どんなボスが出現するかは進行するマスによって異なり、工場で生産しているユニットとの相性も考えて戦いを挑む必要がある。敵の種類はマップからおおよそ確認することができるので、戦略的に進路を決定して有利にゲームを進めることが可能だ。
早期アクセス開始にあたって
本作は5月31日に体験版をリリースして以降、Discordコミュニティを中心にユーザーのフィードバックを受け付けてきた。満を持しての早期アクセス開始にあたって、改善した点も数多くあるようだ。特に力を入れた点について、ディレクターのmamiya氏に改善点について尋ねたところ、以下のように答えてくれた。
・出力がより見やすい形で可視化されました。各ヒーローの出力がバトルの際にクールタイムとして表示されるようになりました。最終的には0.05秒でクールタイムが周ったりするので超高速で動くクールタイムのUIは見ていて面白いですよ(笑)
・「大いなる知識」という永続強化要素が追加され、ユーザーの皆様から要望が多かった要素が手に入るようになりました。タワーディフェンスパートにてクリック攻撃が出来なくなる代わりにマナ増加量がアップする機能や、モチーフを取り出す設備の配置換えが1回だけ出来る機能などが追加されています。
・情報がより詳細に可視化されるようになりました。設備にカーソルを合わせると様々な情報が出てくるほか、図鑑にも様々な情報を載せています。細かく数字を見たい人は見れるように。そして、見たくない人は見なくても遊べるゲームになっています!
・フィードバックをもとに、随時操作性を改善しています。特にインクを運ぶパイプ周りは重点的に改善いたしました。また、配置済みの設備を削除する際のデフォルト操作を長押しに変更しました。これにより、誤操作で設備を消してしまう問題が解消されています。以前のように素早く消したい場合はオプションから設定変更ができます。
・ネームドボスの討伐意義が強くなりました。彼らを倒すことで手に入る「赤い研究ポイント」でしかアンロックできない研究が追加されています。

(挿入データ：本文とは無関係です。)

//! Query dispatch: key resolution, required-parameter validation, and
//! defensive parameter coercion.
//!
//! The incident table is an explicit argument; there is no process-wide
//! current-dataset state. Callers own the table's lifecycle.

use log::debug;

use crate::{
    catalogue::{Param, Query, QueryParams},
    derive::Period,
    error::AnalysisError,
    model::{ChartMeta, IncidentTable, ResultTable},
};

/// Raw, caller-supplied parameters before validation. Strings may carry
/// whatever casing and whitespace the form or CLI delivered.
#[derive(Debug, Clone, Default)]
pub struct RawParams {
    pub category: Option<String>,
    pub neighborhood: Option<String>,
    pub semester: Option<String>,
    pub period: Option<String>,
}

/// Resolves a query key, validates its parameters, and runs it.
pub fn dispatch(
    name: &str,
    table: &IncidentTable,
    raw: &RawParams,
) -> Result<(ResultTable, ChartMeta), AnalysisError> {
    let query =
        Query::from_key(name.trim()).ok_or_else(|| AnalysisError::UnknownQuery(name.to_string()))?;
    let params = validate_params(query, raw)?;
    debug!("Dispatching '{}' with {params:?}", query.key());
    Ok(query.execute(table, &params))
}

/// Normalizes and coerces raw parameters for a query, enforcing that every
/// required parameter is present and non-empty.
pub fn validate_params(query: Query, raw: &RawParams) -> Result<QueryParams, AnalysisError> {
    let params = QueryParams {
        category: normalize_text(&raw.category),
        neighborhood: normalize_text(&raw.neighborhood),
        semester: parse_semester(&raw.semester)?,
        period: parse_period(&raw.period)?,
    };

    for param in query.required_params() {
        let present = match param {
            Param::Category => params.category.is_some(),
            Param::Neighborhood => params.neighborhood.is_some(),
            Param::Semester => params.semester.is_some(),
            Param::Period => params.period.is_some(),
        };
        if !present {
            return Err(AnalysisError::MissingParameter {
                query: query.key(),
                param: param.name(),
            });
        }
    }
    Ok(params)
}

/// Trim and upper-case, matching canonical table casing. Blank input counts
/// as absent.
fn normalize_text(value: &Option<String>) -> Option<String> {
    value
        .as_deref()
        .map(str::trim)
        .filter(|v| !v.is_empty())
        .map(str::to_uppercase)
}

fn parse_semester(value: &Option<String>) -> Result<Option<u8>, AnalysisError> {
    let Some(raw) = value.as_deref().map(str::trim).filter(|v| !v.is_empty()) else {
        return Ok(None);
    };
    let parsed: u8 = raw.parse().map_err(|_| AnalysisError::InvalidParameter {
        param: "semester",
        value: raw.to_string(),
        reason: "expected a number".to_string(),
    })?;
    if !(1..=2).contains(&parsed) {
        return Err(AnalysisError::InvalidParameter {
            param: "semester",
            value: raw.to_string(),
            reason: "expected 1 or 2".to_string(),
        });
    }
    Ok(Some(parsed))
}

fn parse_period(value: &Option<String>) -> Result<Option<Period>, AnalysisError> {
    let Some(raw) = value.as_deref().map(str::trim).filter(|v| !v.is_empty()) else {
        return Ok(None);
    };
    Period::parse(raw)
        .map(Some)
        .ok_or_else(|| AnalysisError::InvalidParameter {
            param: "period",
            value: raw.to_string(),
            reason: "expected morning, afternoon, or night".to_string(),
        })
}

このように、実際に体験版で頂いた意見を元に、小さなチームの限られたリソースを割いてでも改善を進めております。アーリー版リリース後も引き続き注力して行ってまいります。
以上、早期アクセスが開始される『ShapeHero Factory』についてご紹介した。筆者は体験版時点で本作を数十時間遊んだが、満を持して登場した早期アクセス版では2人目のプレイアブルキャラクターなどの新要素が登場し、より深くまで遊び尽くすことができるようになったと感じている。これから正式リリースにあたって、ボスやステージがどんどん追加されることが予想されるが、その進化を見守っていくのがとても楽しみな作品である。
工場建設ゲームの「最初の一口目」を何度もカジュアルに遊べる本作は、既存の工場建設ゲームで工場が複雑になってくると「いったん最初からやり直そうかな」と思ってしまうタイプのプレイヤーにおすすめだ。ジャンルを飽きるほど遊んだ人でも新鮮な体験ができるタイトルなので、気になる方はぜひ触れてみていただきたい。
『ShapeHero Factory』はPC(Steam)向けに、11月6日午前10時に早期アクセス配信開始予定だ。通常価格は税込2100円で、配信開始からの2週間は10%オフの税込1890円で購入できる。また、早期アクセス開始にあたり、新たに体験版が公開されている。こちらはすでにプレイ可能なため、いち早く本作に触れたい方は遊んでみてはいかがだろうか。